MATLAB: Wind speed ARMA simulation


Dear All,
I have some problem in simulating my wind speed using ARMA model. When I use the ARMA, i obtain negative wind speed which doesn't make sense. Below, I explain my thought process and and work flow.
1) Plot the wind speed and examine it. This is the how the wind speed for a year on an hourly basis looks like.
2) Then, by using the box-jenkins model selection method. I obtain the ARMA model for my wind speed.
a) Box and Jenkins first step. Determine stationarity of my data. Graph below shows the autocorrelation (ACF) and partial autocorrelation (PACF) of the data. It seems that my data is not stationary enough. Hence differencing is needed.
b) Differencing by one time. Plot the ACF and PACF. It seems that both ACF and PACF gradually tail off. Hence, it suggests an ARMA model. Also it suggested p and q lags of no more than 4.
c) To determine the best combination of p and q lags, I use the Bayesian information criterion (BIC) method.
The BIC method suggested that p = 4 and q = 4 are best used to model my wind speed data.
3) Test the model adequacy from mathematical view point.
a) Check that the residual is normally distributed. It seems that it is normally distributed.
b) Further confirm with box and Jenkins test. Residual error within 10%. QQ plot suggest it is mostly linear, hence suggest individuality of the residual (non-correlated). ACF and PACF suggest that 100% of the residuals stay within the bands. Hence, the p and q lags chosen are suitable.

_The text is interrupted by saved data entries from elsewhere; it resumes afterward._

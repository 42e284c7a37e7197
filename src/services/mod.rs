//! Services module
//!
//! Este módulo define el contrato del servicio de coches. La implementación
//! HTTP vive en `crate::client`.

pub mod car_service;

pub use car_service::*;
//! Controlador del detalle de un coche

use std::sync::Arc;

use tracing::info;

use crate::components::modal::{ConfirmationModal, ModalEvent, ScrollLock};
use crate::controllers::car_form_controller::Presentation;
use crate::models::car::Car;
use crate::models::scope::ScopeKey;
use crate::navigation::Route;
use crate::services::car_service::CarService;

#[derive(Debug, Clone, PartialEq)]
pub enum DetailState {
    Loading,
    Failed(String),
    /// El servidor respondió sin coche
    NotFound,
    Loaded(Car),
}

#[derive(Debug, Clone, PartialEq)]
pub enum DetailExit {
    /// Borrado dentro de un modal: el anfitrión refresca y cierra
    Deleted,
    Navigate(Route),
}

pub struct CarDetailController {
    service: Arc<dyn CarService>,
    scope: ScopeKey,
    car_id: String,
    presentation: Presentation,
    state: DetailState,
    delete_confirm: ConfirmationModal<i64>,
}

impl CarDetailController {
    pub fn new(
        service: Arc<dyn CarService>,
        scope: ScopeKey,
        car_id: impl Into<String>,
        presentation: Presentation,
        scroll: &ScrollLock,
    ) -> Self {
        let delete_confirm = ConfirmationModal::new("Delete Car", "", scroll)
            .with_confirm_label("Yes, Delete")
            .with_cancel_label("Cancel");

        Self {
            service,
            scope,
            car_id: car_id.into(),
            presentation,
            state: DetailState::Loading,
            delete_confirm,
        }
    }

    pub fn state(&self) -> &DetailState {
        &self.state
    }

    pub fn car(&self) -> Option<&Car> {
        match &self.state {
            DetailState::Loaded(car) => Some(car),
            _ => None,
        }
    }

    /// "{marca} {modelo}" una vez cargado
    pub fn heading(&self) -> Option<String> {
        self.car().map(|car| format!("{} {}", car.brand, car.model))
    }

    pub fn delete_confirm(&self) -> &ConfirmationModal<i64> {
        &self.delete_confirm
    }

    pub async fn load(&mut self) {
        self.state = DetailState::Loading;

        let id = match self.car_id.trim().parse::<i64>() {
            Ok(id) => id,
            Err(_) => {
                self.state = DetailState::Failed(format!("Invalid car id: {}", self.car_id));
                return;
            }
        };

        self.state = match self.service.get_by_id(&self.scope, id).await {
            Ok(Some(car)) => DetailState::Loaded(car),
            Ok(None) => DetailState::NotFound,
            Err(e) => DetailState::Failed(e.message()),
        };
    }

    /// Pedir confirmación de borrado; solo con un coche cargado
    pub fn request_delete(&mut self) -> bool {
        let Some(car) = self.car() else {
            return false;
        };

        let message = format!(
            "Are you sure you want to delete the {} {}? This action cannot be undone.",
            car.brand, car.model
        );
        let id = car.id;
        self.delete_confirm.set_message(message);
        self.delete_confirm.open(id);
        true
    }

    pub fn decline_delete(&mut self) {
        self.delete_confirm.cancel();
    }

    pub fn handle_confirm_event(&mut self, event: ModalEvent) -> bool {
        self.delete_confirm.handle(event)
    }

    /// Ejecutar el borrado confirmado
    pub async fn confirm_delete(&mut self) -> Option<DetailExit> {
        let id = self.delete_confirm.confirm()?;

        match self.service.delete_by_id(&self.scope, id).await {
            Ok(()) => {
                info!("🗑️ Coche {} borrado desde el detalle", id);
                Some(match self.presentation {
                    Presentation::Overlay => DetailExit::Deleted,
                    Presentation::Page => DetailExit::Navigate(Route::home(self.scope.clone())),
                })
            }
            Err(e) => {
                self.state = DetailState::Failed(e.message());
                None
            }
        }
    }

    /// Botón "Back to List" de la página de detalle
    pub fn back_to_list(&self) -> DetailExit {
        DetailExit::Navigate(Route::home(self.scope.clone()))
    }
}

4) From mathematical view point, it seems all good and well. However the problem comes when I try to ensure that the model has physical meaning in real world. It doesn't make any sense as the wind speed has negative values!

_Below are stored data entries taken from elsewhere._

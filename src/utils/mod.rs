//! Utilidades del sistema
//!
//! Este módulo contiene utilidades para manejo de errores y validación.

pub mod errors;
pub mod validation;

pub use errors::*;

Please help me dear ARMA users!
This is my code:
if true
% Original data
Y = reshape(WindSpeed(1:8736,1:2),8736*2,1);
% Check for stationarity of the original data
% Check for stationarity after differencing the data once
D1 = LagOp({1,-1},'Lags',[0,1]);
D2 = D1;
dY = filter(D2,Y);
% Use BIC method to determine ARMA lags
LOGL = zeros(4,4); %Initialize
PQ = zeros(4,4);
for p = 1:4
for q = 1:4
mod = arima(p,1,q);
[fit,~,logL] = estimate(mod,Y,'print',false);
LOGL(p,q) = logL;
PQ(p,q) = p+q;
LOGL = reshape(LOGL,16,1);
PQ = reshape(PQ,16,1);
[~,bic] = aicbic(LOGL,PQ+1,100);
BEST = reshape(bic,4,4);
% At this point, select the minimum BEST values, the row index is the p value and column index is the q value
% Diagnostic check, determine whether the model fit properly or not.
p = 4; q = 4;
Mdl = arima(p,1,q);
EstMdl = estimate(Mdl,Y);
[E,~] = infer(EstMdl,Y);
% Shows that the residual E is normally distributed
% Box and jenkins test
subplot(2,2,1); plot(E./sqrt(EstMdl.Variance)); title('Standardized Residuals')

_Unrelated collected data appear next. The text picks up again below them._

//! Modales
//!
//! Overlays bloqueantes: un modal genérico y una variante de confirmación.
//! Mientras un modal está abierto mantiene un `ScrollGuard`, de modo que el
//! scroll del fondo queda bloqueado hasta que se cierra el último overlay.

use std::sync::atomic::{AtomicUsize, Ordering};
use std::sync::Arc;

/// Bloqueo compartido del scroll de fondo
#[derive(Debug, Clone, Default)]
pub struct ScrollLock {
    holders: Arc<AtomicUsize>,
}

impl ScrollLock {
    pub fn new() -> Self {
        Self::default()
    }

    pub fn acquire(&self) -> ScrollGuard {
        self.holders.fetch_add(1, Ordering::SeqCst);
        ScrollGuard {
            holders: Arc::clone(&self.holders),
        }
    }

    /// `true` mientras algún overlay esté abierto
    pub fn is_locked(&self) -> bool {
        self.holders.load(Ordering::SeqCst) > 0
    }
}

#[derive(Debug)]
pub struct ScrollGuard {
    holders: Arc<AtomicUsize>,
}

impl Drop for ScrollGuard {
    fn drop(&mut self) {
        self.holders.fetch_sub(1, Ordering::SeqCst);
    }
}

#[derive(Debug, Clone, Copy, PartialEq, Eq)]
pub enum Key {
    Escape,
    Enter,
    Char(char),
}

/// Eventos que recibe un overlay abierto
#[derive(Debug, Clone, Copy, PartialEq, Eq)]
pub enum ModalEvent {
    KeyDown(Key),
    BackdropClick,
    PanelClick,
    CloseButton,
}

#[derive(Debug)]
pub struct Modal {
    title: String,
    scroll: ScrollLock,
    guard: Option<ScrollGuard>,
}

impl Modal {
    pub fn new(title: impl Into<String>, scroll: &ScrollLock) -> Self {
        Self {
            title: title.into(),
            scroll: scroll.clone(),
            guard: None,
        }
    }

    pub fn title(&self) -> &str {
        &self.title
    }

    pub fn is_open(&self) -> bool {
        self.guard.is_some()
    }

    pub fn open(&mut self) {
        if self.guard.is_none() {
            self.guard = Some(self.scroll.acquire());
        }
    }

    pub fn close(&mut self) {
        self.guard = None;
    }

    /// Procesar un evento; devuelve `true` si el modal se cerró
    pub fn handle(&mut self, event: ModalEvent) -> bool {
        if !self.is_open() {
            return false;
        }

        match event {
            ModalEvent::KeyDown(Key::Escape) | ModalEvent::BackdropClick | ModalEvent::CloseButton => {
                self.close();
                true
            }
            // El click dentro del panel no llega al fondo
            ModalEvent::PanelClick | ModalEvent::KeyDown(_) => false,
        }
    }
}

/// Modal de confirmación con una acción pendiente de tipo `T`
#[derive(Debug)]
pub struct ConfirmationModal<T> {
    modal: Modal,
    message: String,
    confirm_label: String,
    cancel_label: String,
    pending: Option<T>,
}

impl<T> ConfirmationModal<T> {
    pub fn new(title: impl Into<String>, message: impl Into<String>, scroll: &ScrollLock) -> Self {
        Self {
            modal: Modal::new(title, scroll),
            message: message.into(),
            confirm_label: "Yes".to_string(),
            cancel_label: "Cancel".to_string(),
            pending: None,
        }
    }

    pub fn with_confirm_label(mut self, label: impl Into<String>) -> Self {
        self.confirm_label = label.into();
        self
    }

    pub fn with_cancel_label(mut self, label: impl Into<String>) -> Self {
        self.cancel_label = label.into();
        self
    }

    pub fn title(&self) -> &str {
        self.modal.title()
    }

    pub fn message(&self) -> &str {
        &self.message
    }

    pub fn set_message(&mut self, message: impl Into<String>) {
        self.message = message.into();
    }

    pub fn confirm_label(&self) -> &str {
        &self.confirm_label
    }

    pub fn cancel_label(&self) -> &str {
        &self.cancel_label
    }

    pub fn is_open(&self) -> bool {
        self.modal.is_open()
    }

    pub fn pending(&self) -> Option<&T> {
        self.pending.as_ref()
    }

    /// Abrir pidiendo confirmación para `payload`
    pub fn open(&mut self, payload: T) {
        self.pending = Some(payload);
        self.modal.open();
    }

    /// Confirmar: se cierra siempre y devuelve la acción para ejecutarla
    pub fn confirm(&mut self) -> Option<T> {
        if !self.modal.is_open() {
            return None;
        }
        self.modal.close();
        self.pending.take()
    }

    pub fn cancel(&mut self) {
        self.modal.close();
        self.pending = None;
    }

    pub fn handle(&mut self, event: ModalEvent) -> bool {
        let closed = self.modal.handle(event);
        if closed {
            self.pending = None;
        }
        closed
    }
}

#[cfg(test)]
mod tests {
    use super::*;

    #[test]
    fn test_modal_closed_until_opened() {
        let scroll = ScrollLock::new();
        let mut modal = Modal::new("Car Details", &scroll);

        assert!(!modal.is_open());
        assert!(!modal.handle(ModalEvent::KeyDown(Key::Escape)));
        assert!(!scroll.is_locked());

        modal.open();
        assert!(modal.is_open());
        assert!(scroll.is_locked());
    }

    #[test]
    fn test_escape_backdrop_and_close_button_close() {
        let scroll = ScrollLock::new();
        let mut modal = Modal::new("Edit Car", &scroll);

        for event in [
            ModalEvent::KeyDown(Key::Escape),
            ModalEvent::BackdropClick,
            ModalEvent::CloseButton,
        ] {
            modal.open();
            assert!(modal.handle(event));
            assert!(!modal.is_open());
            assert!(!scroll.is_locked());
        }
    }

    #[test]
    fn test_panel_click_and_other_keys_keep_modal_open() {
        let scroll = ScrollLock::new();
        let mut modal = Modal::new("Edit Car", &scroll);
        modal.open();

        assert!(!modal.handle(ModalEvent::PanelClick));
        assert!(!modal.handle(ModalEvent::KeyDown(Key::Enter)));
        assert!(!modal.handle(ModalEvent::KeyDown(Key::Char('q'))));
        assert!(modal.is_open());
    }

    #[test]
    fn test_scroll_restored_after_last_overlay() {
        let scroll = ScrollLock::new();
        let mut outer = Modal::new("Car Details", &scroll);
        let mut inner: ConfirmationModal<i64> = ConfirmationModal::new("Delete Car", "Sure?", &scroll);

        outer.open();
        inner.open(4);
        inner.cancel();
        assert!(scroll.is_locked());

        outer.close();
        assert!(!scroll.is_locked());
    }

    #[test]
    fn test_opening_twice_holds_one_guard() {
        let scroll = ScrollLock::new();
        let mut modal = Modal::new("Add New Car", &scroll);
        modal.open();
        modal.open();
        modal.close();
        assert!(!scroll.is_locked());
    }

    #[test]
    fn test_confirm_returns_payload_and_closes() {
        let scroll = ScrollLock::new();
        let mut confirm = ConfirmationModal::new("Delete Car", "Sure?", &scroll)
            .with_confirm_label("Delete");

        assert_eq!(confirm.confirm_label(), "Delete");
        assert_eq!(confirm.cancel_label(), "Cancel");
        assert_eq!(confirm.confirm(), None);

        confirm.open(12_i64);
        assert_eq!(confirm.pending(), Some(&12));
        assert_eq!(confirm.confirm(), Some(12));
        assert!(!confirm.is_open());
        assert_eq!(confirm.pending(), None);
        assert!(!scroll.is_locked());
    }

    #[test]
    fn test_escape_drops_pending_action() {
        let scroll = ScrollLock::new();
        let mut confirm = ConfirmationModal::new("Delete Car", "Sure?", &scroll);

        confirm.open(3_i64);
        assert!(confirm.handle(ModalEvent::KeyDown(Key::Escape)));
        assert_eq!(confirm.pending(), None);
        assert_eq!(confirm.confirm(), None);
    }

    #[test]
    fn test_default_labels() {
        let scroll = ScrollLock::new();
        let confirm: ConfirmationModal<()> = ConfirmationModal::new("Title", "Message", &scroll);
        assert_eq!(confirm.confirm_label(), "Yes");
        assert_eq!(confirm.cancel_label(), "Cancel");
        assert_eq!(confirm.title(), "Title");
        assert_eq!(confirm.message(), "Message");
    }
}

subplot(2,2,2); qqplot(E);
subplot(2,2,3); autocorr(E)
subplot(2,2,4); parcorr(E)
% Reality test
Ysim = simulate(EstMdl,8736,'Y0',Y);
Thank you very much in advance

Best Answer

You have a mean zero process with Normal errors and no presample response, so you are essentially starting your prediction with just a shock. If you wish to have the samples be a prediction into the future, you need to specify these presample responses using the 'Y0' argument to the simulate command. I assume you have some presample data which was used to fit the parameters of your model.